◆ HOW TO COMPLETE THIS TASK:
Match the string "without" against each line below, and copy every line that matches.

(Collected data)

=-=-=

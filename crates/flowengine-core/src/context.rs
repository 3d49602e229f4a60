//! Invocation Context (§2 layer 2) and the external-interface contracts it
//! carries (§6): session store, artifact store, memory store, plugin
//! manager. Concrete implementations live in `flowengine-runtime`; this
//! module only fixes the trait boundary so both the dispatcher (in
//! `flowengine-tools`) and the flow driver (in `flowengine-runtime`) can
//! depend on one shared shape.

use crate::agent::Agent;
use crate::event::{Event, EventActions, ToolConfirmation};
use crate::state::State;
use serde_json::Value;
use std::sync::atomic::{AtomicBool, Ordering};
use std::sync::{Arc, Mutex};
use tokio_util::sync::CancellationToken;

/// `Save(name, part) -> version`, `Load(name) -> part` (§6).
#[async_trait::async_trait]
pub trait ArtifactStore: Send + Sync {
    async fn save(&self, name: &str, part: Value) -> crate::Result<u64>;
    async fn load(&self, name: &str) -> Option<Value>;
}

/// One memory search hit (§6).
#[derive(Clone, Debug)]
pub struct MemoryEntry {
    pub author: String,
    pub timestamp: chrono::DateTime<chrono::Utc>,
    pub content: String,
}

/// `Search(ctx, query) -> SearchResponse{memories: ...}` (§6).
#[async_trait::async_trait]
pub trait MemoryStore: Send + Sync {
    async fn search(&self, query: &str) -> crate::Result<Vec<MemoryEntry>>;
}

/// Create/Get/Append(event) plus a read-only/write-through state view (§6).
#[async_trait::async_trait]
pub trait SessionStore: Send + Sync {
    async fn append(&self, event: Event);
    async fn events(&self) -> Vec<Event>;
    fn state(&self) -> Arc<Mutex<State>>;
}

/// A layered callback/plugin system that can intercept before/after model
/// and tool calls and short-circuit them (§2). Each hook returns `None` to
/// let the call proceed unmodified.
#[async_trait::async_trait]
pub trait Plugin: Send + Sync {
    async fn before_model(&self, _req: &crate::LlmRequest) -> Option<crate::LlmResponse> {
        None
    }
    async fn after_model(&self, _resp: &crate::LlmResponse) -> Option<crate::LlmResponse> {
        None
    }
    async fn on_model_error(&self, _err: &str) -> Option<crate::LlmResponse> {
        None
    }
    async fn before_tool(&self, _name: &str, _args: &Value) -> Option<Value> {
        None
    }
    async fn after_tool(&self, _name: &str, _args: &Value, _result: &mut Value) {}
    async fn on_tool_error(&self, _name: &str, _err: &str) -> Option<Value> {
        None
    }
}

#[derive(Default)]
pub struct PluginManager {
    plugins: Vec<Arc<dyn Plugin>>,
}

impl PluginManager {
    pub fn new() -> Self {
        Self::default()
    }

    pub fn register(&mut self, plugin: Arc<dyn Plugin>) {
        self.plugins.push(plugin);
    }

    pub fn plugins(&self) -> &[Arc<dyn Plugin>] {
        &self.plugins
    }
}

/// The caller's pre-supplied answers to outstanding tool confirmations, and
/// a few run-wide toggles.
#[derive(Clone, Debug, Default)]
pub struct RunConfig {
    pub streaming: bool,
    pub max_iterations: usize,
}

impl RunConfig {
    pub fn new() -> Self {
        Self { streaming: true, max_iterations: 25 }
    }
}

/// The per-request ambient record every step of the flow carries (§2, §3
/// ownership note: "an invocation exclusively owns its InvocationContext").
pub struct InvocationContext {
    pub invocation_id: String,
    pub branch: Option<String>,
    pub agent: Arc<Agent>,
    pub session: Arc<dyn SessionStore>,
    pub artifacts: Option<Arc<dyn ArtifactStore>>,
    pub memory: Option<Arc<dyn MemoryStore>>,
    pub run_config: RunConfig,
    pub cancellation: CancellationToken,
    pub plugins: Arc<PluginManager>,
    end_invocation: AtomicBool,
}

impl InvocationContext {
    pub fn new(agent: Arc<Agent>, session: Arc<dyn SessionStore>, plugins: Arc<PluginManager>) -> Self {
        Self {
            invocation_id: uuid::Uuid::new_v4().to_string(),
            branch: None,
            agent,
            session,
            artifacts: None,
            memory: None,
            run_config: RunConfig::new(),
            cancellation: CancellationToken::new(),
            plugins,
            end_invocation: AtomicBool::new(false),
        }
    }

    /// Set by a request processor to stop the flow before calling the model
    /// (§4.1 step 4).
    pub fn end_invocation(&self) {
        self.end_invocation.store(true, Ordering::SeqCst);
    }

    pub fn is_ended(&self) -> bool {
        self.end_invocation.load(Ordering::SeqCst)
    }

    pub fn with_run_config(mut self, run_config: RunConfig) -> Self {
        self.run_config = run_config;
        self
    }

    pub fn with_agent(&self, agent: Arc<Agent>) -> Self {
        Self {
            invocation_id: self.invocation_id.clone(),
            branch: self.branch.clone(),
            agent,
            session: self.session.clone(),
            artifacts: self.artifacts.clone(),
            memory: self.memory.clone(),
            run_config: self.run_config.clone(),
            cancellation: self.cancellation.clone(),
            plugins: self.plugins.clone(),
            end_invocation: AtomicBool::new(false),
        }
    }
}

/// The per-call context handed to a tool (§4.4 step 1): a fresh
/// `EventActions` with its own state-delta, the resolved function-call id,
/// and any confirmation the caller supplied for this call.
pub struct ToolContext {
    pub function_call_id: String,
    pub invocation_id: String,
    pub agent_name: String,
    pub branch: Option<String>,
    pub confirmation: Option<ToolConfirmation>,
    pub cancellation: CancellationToken,
    actions: Mutex<EventActions>,
}

impl ToolContext {
    pub fn new(invocation: &InvocationContext, function_call_id: String, confirmation: Option<ToolConfirmation>) -> Self {
        Self {
            function_call_id,
            invocation_id: invocation.invocation_id.clone(),
            agent_name: invocation.agent.name.clone(),
            branch: invocation.branch.clone(),
            confirmation,
            cancellation: invocation.cancellation.clone(),
            actions: Mutex::new(EventActions::default()),
        }
    }

    pub fn set_state(&self, key: impl Into<String>, value: Value) {
        self.actions.lock().expect("tool actions mutex poisoned").state_delta.insert(key.into(), value);
    }

    /// A tool pauses the invocation by requesting confirmation (§4.6).
    pub fn request_confirmation(&self, hint: impl Into<String>, payload: Value) {
        let mut actions = self.actions.lock().expect("tool actions mutex poisoned");
        actions.skip_summarization = true;
        actions
            .requested_tool_confirmations
            .insert(self.function_call_id.clone(), ToolConfirmation::unconfirmed(hint, payload));
    }

    pub fn transfer_to_agent(&self, agent_name: impl Into<String>) {
        self.actions.lock().expect("tool actions mutex poisoned").transfer_to_agent = Some(agent_name.into());
    }

    /// Snapshot the actions accumulated during this call (§4.4 step 4).
    pub fn take_actions(&self) -> EventActions {
        std::mem::take(&mut *self.actions.lock().expect("tool actions mutex poisoned"))
    }
}
//! The runtime crate: wires the Processor Pipeline, instruction
//! substitution, in-memory sessions and the Flow Driver together into one
//! running engine (§2 layers 4/8, §4.1-§4.2, §4.6, §4.8, §6).

pub mod builder;
pub mod flow;
pub mod instruction;
pub mod pipeline;
pub mod session;

pub use builder::AgentBuilder;
pub use flow::{FlowDriver, ModelRegistry};
pub use instruction::substitute_instruction;
pub use pipeline::{ProcessorPipeline, RequestProcessor, ResponseProcessor};
pub use session::{InMemorySession, SessionRegistry};
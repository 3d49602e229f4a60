//! The synthetic `set_model_response` tool (§4.9 Output-Schema Enforcement).

use async_trait::async_trait;
use flowengine_core::{ToolContext, SET_MODEL_RESPONSE_TOOL_NAME};
use serde_json::Value;

/// Injected when an agent has an output schema, has any tools, and the
/// target model can't natively enforce structured output alongside tools
/// (`ModelAdapter::supports_native_schema_with_tools` is false).
pub struct SetModelResponseTool {
    schema: Value,
}

impl SetModelResponseTool {
    pub fn new(schema: Value) -> Self {
        Self { schema }
    }
}

#[async_trait]
impl crate::registry::Tool for SetModelResponseTool {
    fn name(&self) -> &str {
        SET_MODEL_RESPONSE_TOOL_NAME
    }

    fn description(&self) -> &str {
        "Call this with your final answer, matching the required output schema."
    }

    fn input_schema(&self) -> Value {
        self.schema.clone()
    }

    /// Validation here is the dispatcher-boundary schema-shape check (§9
    /// "Any-typed tool args"): the tool simply echoes its args back as the
    /// validated payload, since the dispatcher already shape-checked them
    /// against `input_schema()` before calling `run`.
    async fn run(&self, _ctx: &ToolContext, args: Value) -> Result<Value, String> {
        Ok(args)
    }
}

#[cfg(test)]
mod tests {
    use super::*;
    use crate::registry::Tool;
    use flowengine_core::{Agent, InvocationContext, PluginManager};
    use std::sync::Arc;

    #[tokio::test]
    async fn run_echoes_payload_as_validated_output_s7() {
        let schema = serde_json::json!({"type": "object", "properties": {"answer": {"type": "string"}}});
        let tool = SetModelResponseTool::new(schema);

        let agent = Arc::new(Agent {
            name: "root".to_string(),
            description: String::new(),
            instruction: String::new(),
            model: Some("demo".to_string()),
            tools: vec![],
            output_schema: None,
            sub_agents: vec![],
            disallow_transfer_to_parent: true,
            disallow_transfer_to_peers: true,
        });
        let session = Arc::new(crate::dispatcher::tests_support::MemorySession::default());
        let invocation = InvocationContext::new(agent, session, Arc::new(PluginManager::new()));
        let ctx = ToolContext::new(&invocation, "call-1".to_string(), None);

        let result = tool.run(&ctx, serde_json::json!({"answer": "42"})).await.unwrap();
        assert_eq!(result, serde_json::json!({"answer": "42"}));
    }
}
//! The `Tool` trait and the name->tool registry the dispatcher consults
//! (§3 `Agent.tools`, §4.4, GLOSSARY "Tool"/"Toolset").

use async_trait::async_trait;
use flowengine_core::{ToolContext, ToolDeclaration};
use serde_json::Value;
use std::collections::HashMap;
use std::sync::Arc;

/// An externally defined, callable capability (GLOSSARY "Tool").
#[async_trait]
pub trait Tool: Send + Sync {
    fn name(&self) -> &str;
    fn description(&self) -> &str;
    fn input_schema(&self) -> Value;

    /// Tools whose completion is reported back as "long running" (§4.1 step
    /// 5d) rather than awaited inline — the confirmation sentinel is the one
    /// built-in example.
    fn is_long_running(&self) -> bool {
        false
    }

    fn to_declaration(&self) -> ToolDeclaration {
        ToolDeclaration { name: self.name().to_string(), description: self.description().to_string(), parameters: self.input_schema() }
    }

    /// Errors returned here are folded into `{"error": message}` by the
    /// dispatcher (§7) — they never propagate to the caller directly.
    async fn run(&self, ctx: &ToolContext, args: Value) -> Result<Value, String>;
}

/// A container that lazily produces a set of tools (GLOSSARY "Toolset"),
/// e.g. a remote MCP server reached through a connection opened on first use.
#[async_trait]
pub trait Toolset: Send + Sync {
    async fn tools(&self) -> Vec<Arc<dyn Tool>>;
}

#[derive(Default)]
pub struct ToolRegistry {
    tools: HashMap<String, Arc<dyn Tool>>,
}

impl ToolRegistry {
    pub fn new() -> Self {
        Self::default()
    }

    /// Registers a tool, erroring on a duplicate name (§7 "Configuration
    /// errors" includes "duplicate tool name").
    pub fn register(&mut self, tool: Arc<dyn Tool>) -> flowengine_core::Result<()> {
        let name = tool.name().to_string();
        if self.tools.contains_key(&name) {
            return Err(flowengine_core::FlowError::DuplicateTool(name));
        }
        self.tools.insert(name, tool);
        Ok(())
    }

    pub fn get(&self, name: &str) -> Option<Arc<dyn Tool>> {
        self.tools.get(name).cloned()
    }

    pub fn names(&self) -> Vec<&str> {
        self.tools.keys().map(|s| s.as_str()).collect()
    }

    pub fn declarations(&self) -> Vec<ToolDeclaration> {
        self.tools.values().map(|t| t.to_declaration()).collect()
    }

    pub fn iter(&self) -> impl Iterator<Item = &Arc<dyn Tool>> {
        self.tools.values()
    }

    /// Clone this registry's entries into a fresh one with `tool` inserted,
    /// overwriting any existing entry of the same name. Used to build a
    /// per-step working registry that layers in the agent-specific transfer
    /// and structured-output sentinel tools (§4.1 step 3, §4.7, §4.9) without
    /// mutating the shared base registry.
    pub fn with_additional(&self, tool: Arc<dyn Tool>) -> Self {
        let mut tools = self.tools.clone();
        tools.insert(tool.name().to_string(), tool);
        Self { tools }
    }
}

impl Clone for ToolRegistry {
    fn clone(&self) -> Self {
        Self { tools: self.tools.clone() }
    }
}
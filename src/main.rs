//! A small example binary that exercises the flow engine end-to-end
//! against the in-tree `SequencedModel`, the way a production adapter
//! would be wired in, just without a network call behind it.

use flowengine_core::{Author, Content, Event, FunctionCall, InvocationContext, LlmResponse, PluginManager, Role};
use flowengine_model::SequencedModel;
use flowengine_runtime::{AgentBuilder, FlowDriver, ModelRegistry};
use flowengine_tools::{Tool, ToolRegistry};
use futures::StreamExt;
use serde_json::{json, Map, Value};
use std::sync::Arc;

struct GetWeather;

#[async_trait::async_trait]
impl Tool for GetWeather {
    fn name(&self) -> &str {
        "get_weather"
    }
    fn description(&self) -> &str {
        "returns the current weather for a city"
    }
    fn input_schema(&self) -> Value {
        json!({"type": "object", "properties": {"city": {"type": "string"}}, "required": ["city"]})
    }
    async fn run(&self, _ctx: &flowengine_core::ToolContext, args: Value) -> Result<Value, String> {
        let city = args.get("city").and_then(Value::as_str).unwrap_or("somewhere");
        tracing::info!(city, "looked up weather");
        Ok(json!({"city": city, "forecast": "sunny", "high_f": 72}))
    }
}

fn text_response(text: &str) -> LlmResponse {
    LlmResponse { content: Some(Content::text(Role::Model, text)), ..Default::default() }
}

fn call_response(name: &str, args: Map<String, Value>) -> LlmResponse {
    LlmResponse { content: Some(Content::new(Role::Model, vec![flowengine_core::Part::FunctionCall(FunctionCall::new(name, args))])), ..Default::default() }
}

#[tokio::main]
async fn main() -> anyhow::Result<()> {
    tracing_subscriber::fmt()
        .with_env_filter(tracing_subscriber::EnvFilter::try_from_default_env().unwrap_or_else(|_| "flowengine=info".into()))
        .init();

    let agent = AgentBuilder::new("assistant")
        .description("Answers questions and checks the weather.")
        .instruction("You are a helpful assistant. Use get_weather when asked about the weather.")
        .model("scripted")
        .tool(GetWeather.to_declaration())
        .disallow_transfer_to_parent()
        .disallow_transfer_to_peers()
        .build();

    let mut call_args = Map::new();
    call_args.insert("city".to_string(), json!("Boston"));
    let model = Arc::new(SequencedModel::new(
        "scripted",
        vec![vec![call_response("get_weather", call_args)], vec![text_response("It's sunny and 72°F in Boston.")]],
    ));

    let mut tools = ToolRegistry::new();
    tools.register(Arc::new(GetWeather))?;

    let mut models = ModelRegistry::new();
    models.register(model);

    let driver = FlowDriver::new(agent.clone(), tools, models);

    let session: Arc<dyn flowengine_core::SessionStore> = Arc::new(flowengine_runtime::InMemorySession::new());
    let invocation = InvocationContext::new(agent, session.clone(), Arc::new(PluginManager::new()));
    session
        .append(Event::new(invocation.invocation_id.clone(), Author::User, Content::text(Role::User, "What's the weather in Boston?")))
        .await;

    let mut stream = driver.run(invocation);
    while let Some(event) = stream.next().await {
        print_event(&event?);
    }

    Ok(())
}

fn print_event(event: &Event) {
    let author = event.author.as_str();
    if let Some(text) = event.content.parts.first().and_then(|p| p.text_str()) {
        println!("{author}: {text}");
        return;
    }
    for call in event.content.function_calls() {
        println!("{author} -> call {}({})", call.name, Value::Object(call.args.clone()));
    }
    for response in event.content.function_responses() {
        println!("{author} <- {} returned {}", response.name, Value::Object(response.response.clone()));
    }
}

=-=-=

◆ EXERCISE RESPONSE:
    /// and structured-output sentinel tools (§4.1 step 3, §4.7, §4.9) without
//! would be wired in, just without a network call behind it.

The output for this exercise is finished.